Uma das razões para essa postura pode estar no que Paulo Nassar identifica como uma atitude reativa da imprensa. “Quando você trabalha o que é noticia, valoriza apenas o que é furo, como grandes acidentes ecológicos, os números do desmatamento ou a mais recente projeção do Armageddom. Isso distancia a apuração do que a gente chama de educomunicação”. [4]

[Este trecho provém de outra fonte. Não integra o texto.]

async fn handshake(endpoint: &Endpoint) -> Result<WsStream, ConnectionError> {
    let url = endpoint.url();
    let (mut socket, _) = connect_async(&url)
        .await
        .map_err(|source| ConnectionError::Connect {
            addr: url.clone(),
            source,
        })?;

    let hello = Frame::Hello {
        vhost: endpoint.vhost.clone(),
        username: endpoint.username.clone(),
        password: endpoint.password.clone(),
    };
    let text = serde_json::to_string(&hello).expect("frames are always serializable");
    socket
        .send(WsMessage::text(text))
        .await
        .map_err(|source| ConnectionError::Connect { addr: url, source })?;

    while let Some(msg) = socket.next().await {
        let msg = match msg {
            Ok(msg) => msg,
            Err(e) => return Err(ConnectionError::Closed(e.to_string())),
        };
        if !msg.is_text() {
            continue;
        }
        let Ok(text) = msg.to_text() else { continue };
        match serde_json::from_str::<Frame>(text) {
            Ok(Frame::HelloOk {}) => return Ok(socket),
            Ok(Frame::Close { reason }) => return Err(ConnectionError::AuthRefused(reason)),
            Ok(other) => debug!(frame = ?other, "unexpected frame during handshake"),
            Err(e) => {
                return Err(ConnectionError::Closed(format!(
                    "malformed handshake reply: {e}"
                )));
            }
        }
    }
    Err(ConnectionError::Closed(
        "connection closed during handshake".to_string(),
    ))
}

/// Whether a frame queued under `queued_epoch` may still be sent on the
/// connection of `current_epoch`.
///
/// A channel-scoped frame from an earlier epoch belongs to a channel that
/// died with its connection; replaying it would create state on the broker
/// (a consumer registration, an acknowledgment for a reissued tag) that
/// nothing on this side routes or owns. Publishes are the exception:
/// enqueueing a message is connection-agnostic, and flushing publishes
/// queued while the link was down is exactly the offline-publish contract.
pub(super) fn replayable(queued_epoch: u64, current_epoch: u64, frame: &Frame) -> bool {
    queued_epoch == current_epoch
        || frame.channel_id().is_none()
        || matches!(frame, Frame::Publish { .. })
}
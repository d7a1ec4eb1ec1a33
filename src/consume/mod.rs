//! The `consume` module pulls messages under a prefetch limit, dispatches
//! them to bounded concurrent handlers, and acknowledges each exactly once
//! per channel epoch.
//!
//! The worker pool lives in [`pool`]; the acknowledgment bookkeeping that
//! enforces the at-most-once-ack invariant lives in [`tracker`].

pub mod pool;
pub mod tracker;

pub use pool::{ConsumeOptions, Delivery, Subscription, consume};
pub use tracker::DeliveryTracker;

#[cfg(test)]
mod tests;
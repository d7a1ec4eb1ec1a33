//! Producer role: publishes one persistent message to the configured
//! durable queue and waits for the broker's confirm before exiting.
//!
//! The message body is taken from the command line, defaulting to
//! "Hello World!".

use std::process::ExitCode;

use tracing::{error, info};

use duraq::config::load_config;
use duraq::publish::Publisher;
use duraq::transport::{Endpoint, Session, SessionOptions};
use duraq::utils::logging;
use duraq::wire::QueueDescriptor;

#[tokio::main]
async fn main() -> ExitCode {
    dotenvy::dotenv().ok();
    let config = match load_config() {
        Ok(config) => config,
        Err(e) => {
            eprintln!("Failed to load configuration: {e}");
            return ExitCode::FAILURE;
        }
    };
    logging::init("info");

    let args: Vec<String> = std::env::args().skip(1).collect();
    let body = if args.is_empty() {
        "Hello World!".to_string()
    } else {
        args.join(" ")
    };

    let session = match Session::connect(
        Endpoint::from_settings(&config.broker),
        SessionOptions::from_settings(&config.connection),
    )
    .await
    {
        Ok(session) => session,
        Err(e) => {
            error!("could not connect to broker: {e}");
            return ExitCode::FAILURE;
        }
    };

    let queue = QueueDescriptor {
        name: config.queue.name.clone(),
        durable: config.queue.durable,
    };
    let result = async {
        let mut publisher = Publisher::bind(&session, queue).await?;
        publisher.publish_confirmed(body.as_bytes()).await
    }
    .await;

    let code = match result {
        Ok(receipt) => {
            info!(publish_id = %receipt.publish_id, "sent '{body}'");
            ExitCode::SUCCESS
        }
        Err(e) => {
            error!("publish failed: {e}");
            ExitCode::FAILURE
        }
    };
    session.close().await;
    code
}
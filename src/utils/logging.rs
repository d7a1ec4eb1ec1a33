/// Initialize tracing for a binary or a test.
///
/// `default_level` picks the max level by name; anything unrecognized
/// falls back to `info`. Uses `try_init` so repeated calls (tests, the
/// embedded broker inside another process) are harmless.
pub fn init(default_level: &str) {
    let level = match default_level.to_lowercase().as_str() {
        "error" => tracing::Level::ERROR,
        "warn" | "warning" => tracing::Level::WARN,
        "debug" => tracing::Level::DEBUG,
        "trace" => tracing::Level::TRACE,
        _ => tracing::Level::INFO,
    };

    let _ = tracing_subscriber::fmt()
        .with_max_level(level)
        .with_target(false)
        .try_init();
}
//! Error types for the delivery core.
//!
//! The taxonomy follows the propagation policy of the crate:
//!
//! - [`ConnectionError`] — network or authentication failure. Handled
//!   internally with backoff up to the configured retry ceiling, then
//!   surfaced as a terminal failure.
//! - [`ChannelError`] — channel-level problem. Invalidates only the
//!   affected channel; the owner reopens it.
//! - [`PublishError`] — a publish that cannot succeed. Argument errors are
//!   fatal to that call; connection loss is retried internally.
//! - [`HandlerError`] — application failure inside a consumer handler.
//!   Always contained by the worker pool, never terminates the process.
//! - [`UnknownTagError`] — an acknowledgment for a delivery tag the tracker
//!   does not know (already resolved, or from a stale channel epoch).
//!   Logged and ignored, never propagated.

use thiserror::Error;

/// Failure to establish or keep the broker connection.
#[derive(Debug, Error)]
pub enum ConnectionError {
    /// The initial TCP/WebSocket connect failed.
    #[error("failed to connect to {addr}: {source}")]
    Connect {
        addr: String,
        #[source]
        source: tungstenite::Error,
    },

    /// The broker refused the credential handshake.
    #[error("authentication refused: {0}")]
    AuthRefused(String),

    /// The reconnect ceiling was reached without re-establishing the link.
    #[error("connection retries exhausted after {0} attempts")]
    RetriesExhausted(u32),

    /// The session is closed and will not recover.
    #[error("connection closed: {0}")]
    Closed(String),
}

/// Failure scoped to a single channel.
#[derive(Debug, Error)]
pub enum ChannelError {
    /// The broker closed this channel, typically for a protocol-level
    /// misuse such as redeclaring a queue with mismatched properties.
    /// The connection stays up; the owner must reopen the channel.
    #[error("channel closed by broker: {0}")]
    Closed(String),

    /// The channel was opened under a previous connection epoch and was
    /// invalidated by a reconnect. It must be reopened, not reused.
    #[error("channel belongs to a previous connection epoch")]
    Stale,

    /// The underlying connection is gone (lost, recovering, or shut down).
    #[error("connection lost")]
    Disconnected,
}

/// Failure of a single publish call.
#[derive(Debug, Error)]
pub enum PublishError {
    /// Malformed arguments; never retried.
    #[error("publish rejected: {0}")]
    Rejected(String),

    #[error(transparent)]
    Channel(#[from] ChannelError),

    #[error(transparent)]
    Connection(#[from] ConnectionError),
}

/// Application failure returned by a consumer handler.
///
/// Triggers requeue or dead-lettering per the retry policy; it never
/// crashes the worker pool.
#[derive(Debug, Error)]
#[error("handler failed: {0}")]
pub struct HandlerError(pub String);

impl From<String> for HandlerError {
    fn from(msg: String) -> Self {
        HandlerError(msg)
    }
}

impl From<&str> for HandlerError {
    fn from(msg: &str) -> Self {
        HandlerError(msg.to_string())
    }
}

/// An acknowledgment was attempted for a tag the tracker does not hold.
#[derive(Debug, Error, PartialEq, Eq)]
#[error("unknown delivery tag {tag} in channel epoch {epoch}")]
pub struct UnknownTagError {
    pub tag: u64,
    pub epoch: u64,
}
//! The `channel` module provides the lightweight sub-connections that
//! carry flow-controlled message traffic over a [`Session`].
//!
//! A channel declares queues idempotently, bounds unacknowledged
//! deliveries through its prefetch credit, and is invalidated (not
//! destroyed) when the underlying connection recovers: its owner must
//! reopen it under the new epoch.
//!
//! [`Session`]: crate::transport::Session

pub mod mux;

pub use mux::Channel;
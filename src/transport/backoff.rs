use rand::Rng;
use std::time::Duration;

/// Reconnect backoff policy.
///
/// The base delay for attempt `n` is `first × factor^n`, clamped to
/// [`ReconnectBackoff::cap`]. A symmetric jitter of `± jitter × base` is
/// then applied so that many clients reconnecting at once do not hammer
/// the broker in lockstep. The base is derived purely from the attempt
/// number, so jitter output never feeds back into later delays.
#[derive(Debug, Clone, Copy)]
pub struct ReconnectBackoff {
    /// Delay before the first reconnect attempt.
    pub first: Duration,
    /// Maximum delay cap.
    pub cap: Duration,
    /// Multiplicative growth factor (`>= 1.0`).
    pub factor: f64,
    /// Jitter fraction in `[0.0, 1.0]`; `0.2` means ±20%.
    pub jitter: f64,
}

impl Default for ReconnectBackoff {
    fn default() -> Self {
        Self {
            first: Duration::from_secs(1),
            cap: Duration::from_secs(30),
            factor: 2.0,
            jitter: 0.2,
        }
    }
}

impl ReconnectBackoff {
    /// Base delay for the given attempt (0-indexed), before jitter.
    pub fn base_delay(&self, attempt: u32) -> Duration {
        let cap_secs = self.cap.as_secs_f64();
        let exp = attempt.min(i32::MAX as u32) as i32;
        let secs = self.first.as_secs_f64() * self.factor.powi(exp);
        if !secs.is_finite() || secs < 0.0 || secs > cap_secs {
            self.cap
        } else {
            Duration::from_secs_f64(secs)
        }
    }

    /// Jittered delay for the given attempt (0-indexed).
    pub fn delay(&self, attempt: u32) -> Duration {
        let base = self.base_delay(attempt);
        if self.jitter <= 0.0 {
            return base;
        }
        let spread = base.as_secs_f64() * self.jitter.clamp(0.0, 1.0);
        if spread <= 0.0 {
            return base;
        }
        let mut rng = rand::rng();
        let offset = rng.random_range(-spread..=spread);
        let jittered = (base.as_secs_f64() + offset).max(0.0);
        Duration::from_secs_f64(jittered).min(self.cap)
    }
}
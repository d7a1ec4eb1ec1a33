use tracing::{debug, warn};
use uuid::Uuid;

use crate::channel::Channel;
use crate::transport::Session;
use crate::utils::error::PublishError;
use crate::wire::{Frame, QueueDescriptor};

/// Proof that a publish was handed off. `confirmed` is set only by
/// [`Publisher::publish_confirmed`], after the broker acknowledged
/// persistence.
#[derive(Debug, Clone)]
pub struct PublishReceipt {
    pub publish_id: String,
    pub confirmed: bool,
}

/// Publishes persistent messages onto one durable queue.
///
/// Every message is marked persistent and the target queue is declared
/// durable at bind time. Publishes are fire-and-forget by default;
/// [`Publisher::publish_confirmed`] returns only once the broker has
/// acknowledged the message, resending across reconnects until it does —
/// at-least-once semantics, so duplicates are possible and must be
/// tolerated downstream.
pub struct Publisher {
    session: Session,
    queue: QueueDescriptor,
    channel: Channel,
}

impl Publisher {
    /// Opens a channel and declares the target queue.
    pub async fn bind(session: &Session, queue: QueueDescriptor) -> Result<Self, PublishError> {
        let mut channel = session.open_channel()?;
        channel.declare_queue(&queue).await?;
        Ok(Self {
            session: session.clone(),
            queue,
            channel,
        })
    }

    /// Fire-and-forget publish. The frame is queued onto the session's
    /// send path; while the connection is down it queues locally (unless
    /// the session is configured to fail fast) and flushes on recovery.
    pub async fn publish(&mut self, payload: &[u8]) -> Result<PublishReceipt, PublishError> {
        self.ensure_channel().await?;
        let publish_id = Uuid::new_v4().to_string();
        self.channel.send(self.publish_frame(payload, &publish_id, false))?;
        Ok(PublishReceipt {
            publish_id,
            confirmed: false,
        })
    }

    /// Publish and wait for the broker's confirmation.
    ///
    /// If the connection drops before the confirm arrives, the publisher
    /// waits for the session to recover, reopens its channel and resends
    /// the same message — no caller intervention. It gives up only when
    /// the session itself is permanently closed.
    pub async fn publish_confirmed(
        &mut self,
        payload: &[u8],
    ) -> Result<PublishReceipt, PublishError> {
        let publish_id = Uuid::new_v4().to_string();
        loop {
            self.ensure_channel().await?;
            if let Err(e) = self
                .channel
                .send(self.publish_frame(payload, &publish_id, true))
            {
                debug!(error = %e, "publish send failed, awaiting recovery");
                self.session.wait_connected().await?;
                continue;
            }

            let wanted = publish_id.clone();
            match self
                .channel
                .wait_for(|frame| {
                    matches!(frame, Frame::PublishOk { publish_id, .. } if *publish_id == wanted)
                })
                .await
            {
                Ok(_) => {
                    return Ok(PublishReceipt {
                        publish_id,
                        confirmed: true,
                    });
                }
                Err(crate::utils::error::ChannelError::Closed(reason)) => {
                    // Channel-level protocol error; not a transport blip,
                    // so the publish itself is at fault.
                    return Err(PublishError::Rejected(reason));
                }
                Err(e) => {
                    warn!(error = %e, publish_id = %publish_id, "confirm interrupted, resending after recovery");
                    self.session.wait_connected().await?;
                }
            }
        }
    }

    fn publish_frame(&self, payload: &[u8], publish_id: &str, confirm: bool) -> Frame {
        Frame::Publish {
            channel: self.channel.id(),
            queue: self.queue.name.clone(),
            payload: payload.to_vec(),
            persistent: true,
            publish_id: publish_id.to_string(),
            confirm,
        }
    }

    /// Reopens the channel (and redeclares the queue) if a recovery has
    /// invalidated it since the last publish.
    async fn ensure_channel(&mut self) -> Result<(), PublishError> {
        if !self.channel.is_stale() {
            return Ok(());
        }
        self.session.wait_connected().await?;
        let mut channel = self.session.open_channel()?;
        channel.declare_queue(&self.queue).await?;
        self.channel = channel;
        Ok(())
    }
}
use super::frame::Frame;
use super::queue::{QueueDescriptor, dead_letter_queue};

#[test]
fn test_frame_round_trip() {
    let frame = Frame::Deliver {
        channel: 3,
        delivery_tag: 42,
        queue: "my-queue".to_string(),
        payload: b"hello".to_vec(),
        redelivered: true,
        attempt: 2,
    };
    let json = serde_json::to_string(&frame).unwrap();
    let parsed: Frame = serde_json::from_str(&json).unwrap();
    assert_eq!(parsed, frame);
}

#[test]
fn test_frame_tag_is_snake_case() {
    let json = serde_json::to_string(&Frame::HelloOk {}).unwrap();
    assert!(json.contains("\"hello_ok\""), "unexpected tag in {json}");
}

#[test]
fn test_channel_id() {
    let hello = Frame::Hello {
        vhost: "/".to_string(),
        username: "guest".to_string(),
        password: "guest".to_string(),
    };
    assert_eq!(hello.channel_id(), None);

    let ack = Frame::Ack {
        channel: 7,
        delivery_tag: 1,
    };
    assert_eq!(ack.channel_id(), Some(7));
}

#[test]
fn test_dead_letter_queue_name() {
    assert_eq!(dead_letter_queue("my-queue"), "my-queue.dlq");

    let q = QueueDescriptor::durable("jobs");
    let dlq = q.dead_letter();
    assert_eq!(dlq.name, "jobs.dlq");
    assert!(dlq.durable);
}
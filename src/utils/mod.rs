//! The `utils` module provides shared definitions used across `duraq`:
//! the error taxonomy and the tracing setup.

pub mod error;
pub mod logging;
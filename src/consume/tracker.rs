use std::collections::HashMap;

use crate::utils::error::UnknownTagError;

/// Acknowledgment state of one in-flight delivery.
#[derive(Debug, Clone, Copy, PartialEq, Eq)]
pub enum AckState {
    /// Delivered, handler outcome not yet known.
    Pending,
    /// An acknowledgment (positive or negative) is being sent.
    Acking,
}

/// Correlates in-flight deliveries with their acknowledgment state.
///
/// Invariants enforced here:
/// - at most one acknowledgment is ever sent per delivery tag, and
/// - a tag from a stale channel (pre-recovery) is never acknowledged on
///   the new channel: [`DeliveryTracker::discard_all`] wipes the books
///   when the channel epoch moves on, because the broker has already
///   redelivered those messages under the new epoch.
#[derive(Debug)]
pub struct DeliveryTracker {
    epoch: u64,
    tags: HashMap<u64, AckState>,
}

impl DeliveryTracker {
    pub fn new(epoch: u64) -> Self {
        Self {
            epoch,
            tags: HashMap::new(),
        }
    }

    pub fn epoch(&self) -> u64 {
        self.epoch
    }

    /// Number of deliveries awaiting resolution.
    pub fn pending(&self) -> usize {
        self.tags.len()
    }

    /// Registers a fresh delivery and returns the epoch it belongs to,
    /// which the worker must present when acknowledging.
    pub fn track(&mut self, tag: u64) -> u64 {
        self.tags.insert(tag, AckState::Pending);
        self.epoch
    }

    /// Claims the right to acknowledge `tag`. Fails if the tag was already
    /// resolved, was never tracked, or belongs to an earlier epoch — the
    /// caller must then drop the acknowledgment, not send it.
    pub fn begin_ack(&mut self, tag: u64, epoch: u64) -> Result<(), UnknownTagError> {
        if epoch != self.epoch {
            return Err(UnknownTagError { tag, epoch });
        }
        match self.tags.get_mut(&tag) {
            Some(state @ AckState::Pending) => {
                *state = AckState::Acking;
                Ok(())
            }
            _ => Err(UnknownTagError { tag, epoch }),
        }
    }

    /// Marks the acknowledgment as sent and forgets the tag.
    pub fn complete_ack(&mut self, tag: u64) {
        self.tags.remove(&tag);
    }

    /// Drops all bookkeeping and moves to a new channel epoch. Called on
    /// recovery: the old channel's unacknowledged deliveries are the
    /// broker's to redeliver, not ours to acknowledge.
    pub fn discard_all(&mut self, epoch: u64) {
        self.tags.clear();
        self.epoch = epoch;
    }
}
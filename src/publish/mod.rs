//! The `publish` module turns application messages into durable,
//! acknowledged publishes on a named queue.

pub mod publisher;

pub use publisher::{PublishReceipt, Publisher};
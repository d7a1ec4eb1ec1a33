use std::sync::{Arc, Mutex};

use duraq::broker::{Engine, start_broker_server};
use duraq::config::load_config;
use duraq::utils::logging;

#[tokio::main]
async fn main() {
    dotenvy::dotenv().ok();
    let config = load_config().expect("Failed to load configuration");
    logging::init("info");

    let addr = format!("{}:{}", config.broker.host, config.broker.port);
    let engine = Arc::new(Mutex::new(Engine::new()));
    start_broker_server(addr, engine, config.broker).await;
}
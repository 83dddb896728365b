//! # mathex
//!
//! mathex is a line-oriented evaluator for floating-point arithmetic
//! expressions. It parses and evaluates one expression at a time against a
//! fixed set of named variables, with support for built-in math functions,
//! named constants, and IEEE-754 double-precision semantics throughout.

#![warn(
    clippy::redundant_clone,
    clippy::needless_pass_by_value,
    clippy::similar_names,
    clippy::large_enum_variant,
    clippy::string_lit_as_bytes,
    clippy::match_same_arms,
    clippy::cargo,
    clippy::nursery,
    clippy::perf,
    clippy::style,
    clippy::suspicious,
    clippy::correctness,
    clippy::complexity,
    clippy::pedantic,
    //missing_docs,
)]
#![allow(clippy::missing_errors_doc)]

use crate::interpreter::{evaluator::core::Context, lexer::tokenize, parser::core::parse_line};

/// Defines the structure of parsed expressions.
///
/// This module declares the `Expr` enum and related types that represent the
/// syntactic structure of an expression as a tree. The AST is built by the
/// parser and traversed by the evaluator.
///
/// # Responsibilities
/// - Defines expression types for all language constructs.
/// - Attaches source offsets to AST nodes for error reporting.
/// - Enables exhaustive handling of parsed expressions.
pub mod ast;
/// Provides unified error types for lexing, parsing and evaluation.
///
/// This module defines all errors that can be raised while processing an
/// input line. It standardizes error reporting and carries detailed
/// information about failures, including error kinds, descriptions, and
/// source offsets for debugging and user feedback.
///
/// # Responsibilities
/// - Defines error enums for all failure modes (lexer, parser, evaluator).
/// - Attaches byte offsets and detailed messages for context.
/// - Supports integration with standard error handling traits and reporting
///   utilities.
pub mod error;
/// Orchestrates the entire process of expression evaluation.
///
/// This module ties together lexing, parsing, evaluation, and error handling
/// to provide a complete engine for expression evaluation. It exposes the
/// public API for interpreting expressions.
///
/// # Responsibilities
/// - Coordinates all core components: lexer, parser, and evaluator.
/// - Provides entry points for parsing and evaluating expressions.
/// - Manages the flow of data and errors between phases.
pub mod interpreter;

/// Evaluates one expression line against a prepared context.
///
/// The line is tokenized, parsed into a single expression tree, and
/// evaluated against the context's variable bindings. Each call builds a
/// fresh tree; the context is never modified, so the same line against the
/// same context always yields a bit-identical result.
///
/// # Errors
/// Returns the lexical, parse, or runtime error that stopped the line from
/// producing a value. IEEE-754 special values (infinity, NaN) arising from
/// the arithmetic itself are results, not errors.
///
/// # Examples
/// ```
/// use mathex::{evaluate, interpreter::evaluator::core::Context};
///
/// let mut context = Context::new();
/// context.define("x", 3.0);
///
/// // Simple expression: power binds tighter than unary minus.
/// let result = evaluate("-x^2", &context).unwrap();
/// assert_eq!(result, -9.0);
///
/// // Example with an intentional error (unknown variable).
/// let result = evaluate("x + q", &context);
/// assert!(result.is_err());
/// ```
pub fn evaluate(expression: &str, context: &Context) -> Result<f64, Box<dyn std::error::Error>> {
    let tokens = tokenize(expression)?;

    let mut iter = tokens.iter().peekable();
    let expr = parse_line(&mut iter)?;

    Ok(context.eval(&expr)?)
}
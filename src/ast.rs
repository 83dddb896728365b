/// An abstract syntax tree (AST) node representing an arithmetic expression.
///
/// `Expr` covers every construct the expression grammar can produce: numeric
/// literals, variable references, unary and binary operations, and calls to
/// built-in functions. Each variant carries the byte offset of the token it
/// was built from, so errors detected during evaluation can point back into
/// the input line.
#[derive(Debug, Clone, PartialEq)]
pub enum Expr {
    /// A numeric literal value.
    Literal {
        /// The constant value.
        value:  f64,
        /// Byte offset in the input line.
        offset: usize,
    },
    /// Reference to a variable by name.
    Variable {
        /// Name of the variable.
        name:   String,
        /// Byte offset in the input line.
        offset: usize,
    },
    /// A unary operation (negation or identity).
    UnaryOp {
        /// The unary operator to apply.
        op:     UnaryOperator,
        /// The operand expression.
        expr:   Box<Self>,
        /// Byte offset in the input line.
        offset: usize,
    },
    /// A binary operation (addition, subtraction, etc.).
    BinaryOp {
        /// Left operand.
        left:   Box<Self>,
        /// The operator.
        op:     BinaryOperator,
        /// Right operand.
        right:  Box<Self>,
        /// Byte offset in the input line.
        offset: usize,
    },
    /// Function call expression (e.g. `sin(x)`).
    FunctionCall {
        /// Name of the function being called.
        name:      String,
        /// Arguments to the function.
        arguments: Vec<Self>,
        /// Byte offset in the input line.
        offset:    usize,
    },
}

impl Expr {
    /// Gets the source byte offset from `self`.
    /// ## Example
    /// ```
    /// use mathex::ast::Expr;
    ///
    /// let expr = Expr::Variable { name:   "x".to_string(),
    ///                             offset: 5, };
    ///
    /// assert_eq!(expr.offset(), 5);
    /// ```
    #[must_use]
    pub const fn offset(&self) -> usize {
        match self {
            Self::Literal { offset, .. }
            | Self::Variable { offset, .. }
            | Self::UnaryOp { offset, .. }
            | Self::BinaryOp { offset, .. }
            | Self::FunctionCall { offset, .. } => *offset,
        }
    }
}

/// Represents a binary operator.
///
/// All binary operators combine two double-precision operands into a new
/// double-precision value.
#[derive(Debug, Copy, Clone, PartialEq, Eq)]
pub enum BinaryOperator {
    /// Addition (`+`)
    Add,
    /// Subtraction (`-`)
    Sub,
    /// Multiplication (`*`)
    Mul,
    /// Division (`/`)
    Div,
    /// Remainder (`%`)
    Rem,
    /// Exponentiation (`^`)
    Pow,
}

/// Represents a unary operator.
#[derive(Debug, Copy, Clone, PartialEq, Eq)]
pub enum UnaryOperator {
    /// Arithmetic negation (e.g. `-x`).
    Negate,
    /// Arithmetic identity (e.g. `+x`).
    Plus,
}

[4] Conceito pedagógico que propõe o uso de recursos e técnicas típicos do setor de comunicações para fortalecer a aprendizagem
Problema em formação
Contribui para manter de pé esse estado de coisas o fato de a formação profissional oferecida nas universidades deixar a desejar. Um bom testemunho dessa dificuldade vem das entrevistas com os membros da RBJA, a rede de jornalistas ambientais. Quando questionados se sentiram falta de uma formação mais sólida sobre o assunto no começo de suas carreiras, todas as respostas foram “sim”.
A professora Sônia Aguiar conta que ainda são raros os cursos que oferecem disciplinas específicas sobre sustentabilidade e que o mais comum é que isso apareça no contexto de disciplinas ligadas ao jornalismo científico. “Com isso, o enfoque socioambiental fica de fora”, censura. Dono de um extenso currículo acadêmico, Paulo Nassar também critica a ausência das matérias inseridas de forma mais estrutural nos cursos. “Às vezes, o enfoque entra como matéria optativa ou acaba relegado ao mercado de pós-graduação”, diz.
Mesmo que a formação nas faculdades fosse mais esmerada, Veet Vivarta lembra que o significado do que vem a ser sustentabilidade continua se movendo com muita rapidez e complexidade. “Eu não acho que a imprensa tenha uma compreensão madura desse termo. Até porque ‘sustentabilidade’ tornou-se uma palavra mágica que vem sendo usada sem buscar um consenso ou uma tradução mais específica”, considera. Isso exige dos veículos e dos profissionais um esforço constante de formação. “A gente organizou uma série de seminários preparatórios para a COP 15 [5] , e foi interessante ver o volume de profissionais que queriam participar das oficinas”, comemora.
[5] A cúpula da ONU sobre Mudanças Climáticas realizada na Dinamarca no fim de 2009
Evolução da fonte
A formação dos jornalistas tem lá seus limites. O resultado do trabalho de um repórter tende a ser tão bom quanto as fontes que ele ouve, e a profissionalização dos esforços de comunicação nas organizações que lidam com a sustentabilidade é relativamente recente. Vivarta explica que boa parte do sucesso da Andi vem do fato de apresentar suas causas de uma forma que fazia sentido para as redações, e não de forma militante. “Temos encontrado uma receptividade muito boa, e isso tem mérito. A redações podem evoluir com resultados muito positivos”, elogia.
Acontece que a Andi é um caso à parte, porque foi criada por gente do ramo. Uma boa parte das organizações só foi aprender a lidar com a imprensa em bases proativas quando descobriu que isso facilitava a captação de recursos. “Quando as ONGs perceberam que precisavam mostrar o que estavam fazendo, começaram a correr atrás de capacitação em comunicação”, explica Janine, da Lead, que vem pesquisando a questão da liderança na área de comunicação como participante de um programa criado pelo MIT chamado Líderes Emergentes para Inovação entre Setores, que tem como meta identificar e fortalecer oportunidades de colaboração multissetoriais.
No fim das contas, alerta Maria Zulmira de Souza, tudo isso precisa se transformar em uma boa história que será contada – e lida – com prazer. “Existe uma cobrança para que você seja muito técnico na abordagem e isso torna nossa linguagem muito complexa. Precisamos redescobrir a arte de contar boas histórias, porque são elas que vão tocar as pessoas de verdade”, arremata.